Horses going to new homes

SINGAPORE - More than 70 of the 176 lanterns at Chinatown have been adopted by individuals and organisations

Now that the Chinese New Year celebrations are over, some of the horse-shaped lanterns which adorned South Bridge Road in Chinatown will be heading to new homes.

More than 70 of the 176 lanterns, which are made of steel and canvas, have been adopted by individuals and organisations.

They were used to usher in the Year of the Horse and were designed by students from the Singapore University of Technology and Design based on the theme "wan ma ben teng", a Chinese idiom which literally means "10,000 horses galloping ahead". The horses vary in size, ranging from 1.5 to 6m in length. The tallest, which is 3m long and 10m tall, is in the heart of Chinatown.

Kreta Ayer-Kim Seng Citizens' Consultative Committee, which organised the festivities in Chinatown, says it did not announce that the horses were up for grabs. But it has been receiving inquiries from interested parties about adopting them since the end of January.

The committee also began contacting private and public organisations to ask if they wanted the lanterns from the middle of last month. It decided to give the horses away for free.

"We hope to recycle the lantern sculptures, especially since so much effort was put into designing and putting them up," says Mr Vincent Tan Chor Khoon, 50, chairman of the Chinatown Chinese New Year Celebrations 2014 Organising Committee.

"To inspire a good response, we decided that partners, associations, companies and the public are free to adopt them as long as they are willing to arrange for their own transport," he adds.

There is no restriction on the number of lanterns each party can have. But the organiser will not be taking anymore requests to adopt the lanterns, as the remaining ones have not been maintained as well as the others.

Nam Sieng Dragon & Lion Dance Activity Centre will adopt 24 of them, the biggest number by a single party.

Mr Lim Chew Seng, 48, who handles public relations at the centre, says these will be used at its 24th anniversary celebrations on May 1.

"We thought the horses looked nice and this is the Year of the Horse. So we are going to use them to decorate the field in front of Paya Lebar MRT station, where we will be having our celebrations," he says.

The lanterns, which will not be modified, will be lit during the event.

Kampong Ubi Community Centre, which asked for 20 lanterns, will be using them in its visual arts event for this year's PAssionArts Month in June.

Ms Melissa Leong, constituency manager for community arts and culture at the centre, says the 1.5m-long horses will either be sandblasted or plastered, and residents will get to paint them in a painting competition after attending a workshop by an artist.

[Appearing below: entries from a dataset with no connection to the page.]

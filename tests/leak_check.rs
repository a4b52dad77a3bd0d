use std::time::Instant;

use jump_map::JumpMap;

mod counting_alloc {
    use std::alloc::{GlobalAlloc, Layout, System};
    use std::sync::atomic::{AtomicUsize, Ordering};

    #[global_allocator]
    static ALLOCATOR: CountingAlloc = CountingAlloc;

    static RESIDENT: AtomicUsize = AtomicUsize::new(0);

    pub fn resident_bytes() -> usize {
        RESIDENT.load(Ordering::Relaxed)
    }

    #[derive(Default, Debug, Clone, Copy)]
    struct CountingAlloc;

    unsafe impl GlobalAlloc for CountingAlloc {
        unsafe fn alloc(&self, layout: Layout) -> *mut u8 {
            let ret = System.alloc(layout);
            if !ret.is_null() {
                RESIDENT.fetch_add(layout.size(), Ordering::Relaxed);
            }
            ret
        }

        unsafe fn dealloc(&self, ptr: *mut u8, layout: Layout) {
            RESIDENT.fetch_sub(layout.size(), Ordering::Relaxed);
            System.dealloc(ptr, layout)
        }
    }
}

#[test]
fn leak_check() {
    let n: u64 = 16 * 1024;
    let concurrency = std::thread::available_parallelism()
        .map(std::num::NonZeroUsize::get)
        .unwrap_or(8);

    // a small reclamation buffer keeps the deferred-drop machinery
    // busy instead of letting garbage ride along until the end
    let run = |map: JumpMap<u64, u64, 16>, barrier: &std::sync::Barrier, low_bits: u64| {
        let shift = concurrency.next_power_of_two().trailing_zeros();
        let unique_key = |key: u64| (key << shift) | low_bits;

        barrier.wait();
        for key in 0..n {
            let i = unique_key(key);
            map.insert(i, i);
        }
        for key in 0..n {
            let i = unique_key(key);
            assert!(map.cas(i, Some(&i), i + 1), "failed to cas key {i}");
        }
        let live = map.iter().count();
        assert!(live >= n as usize, "iterator saw {live} of this thread's {n} keys");
        for key in 0..n {
            map.remove(&unique_key(key));
        }
    };

    let before = Instant::now();
    let resident_before = counting_alloc::resident_bytes();

    let map = JumpMap::default();
    std::thread::scope(|s| {
        for _ in 0..4 {
            let barrier = std::sync::Arc::new(std::sync::Barrier::new(concurrency));
            let mut threads = vec![];
            for i in 0..concurrency {
                let map_2 = map.clone();
                let barrier_2 = barrier.clone();

                let thread = s.spawn(move || run(map_2, &barrier_2, u64::try_from(i).unwrap()));
                threads.push(thread);
            }
            for thread in threads {
                thread.join().unwrap();
            }
        }
    });

    drop(map);

    let resident_after = counting_alloc::resident_bytes();
    let written = n * 4 * concurrency as u64 * 2;

    println!(
        "{:.2} million writes/s, {} bytes resident after drop",
        written as f64 / before.elapsed().as_micros().max(1) as f64,
        resident_after.saturating_sub(resident_before),
    );

    assert_eq!(
        resident_after.saturating_sub(resident_before),
        0,
        "leaked {} bytes",
        resident_after.saturating_sub(resident_before)
    );
}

The horses may get a new lease of life after the event, as Ms Leong, 29, says the centre plans to ask schools in the constituency to adopt them. Some will also be kept in Kampong Ubi Community Centre or Kampong Kembangan Community Club.

Two of the horses will get to "roam free" at their new home at Rider's Lodge in Turf Club Road. Mr Kunalan, the hotel's administrative manager, had suggested adopting the lanterns as the emblem of the hotel features a horse's head.

"They are works of art by local students. I sincerely feel that if they are taken down and destroyed, it would be a waste," says the 66-year-old.

The horses are now displayed on the front lawn of the hotel.

Dr Lily Neo, MP for Tanjong Pagar GRC, was among the individuals who wanted to take the horses home. She had planned to turn a horse into a topiary and place it in her garden. But she had to give up the idea after she realised her garden was too small to fit even the smallest 1.5m-long lantern.

"When the horses were being constructed, I thought they were beautiful and that it would be a waste if they were to be used for only a month," says Dr Neo. She then had the idea of using them to grow plants.

At her suggestion, the Tanjong Pagar Town Council will be taking eight horses and turning them into works of topiary. These will be placed in the rooftop garden above the Chinatown Complex Food Centre at Block 335 Smith Street.

Then, there are those who hope a horse will make a good present.

Mr Daniel Ladd-Hudson, 41, a director of a recruitment firm, is adopting a horse for his daughters, Taylor, five, and Ruby, two. The girls had seen the lanterns when they visited his office in Temple Street and were smitten with them.

"We're from Sydney and we had a pony. We had to leave it behind when we moved here and I can't get my daughters a pony here," says Mr Ladd-Hudson. "So I thought if I could get one of the horses in Chinatown, I could take it to the girls and they would be very excited."

He plans to put the horse in his daughters' bedroom so they can play with it.

"I'll be getting a 1.5m-long one, which is still considered big. I haven't spoken to my wife about it. Hopefully I won't get into trouble with her," he says with a laugh.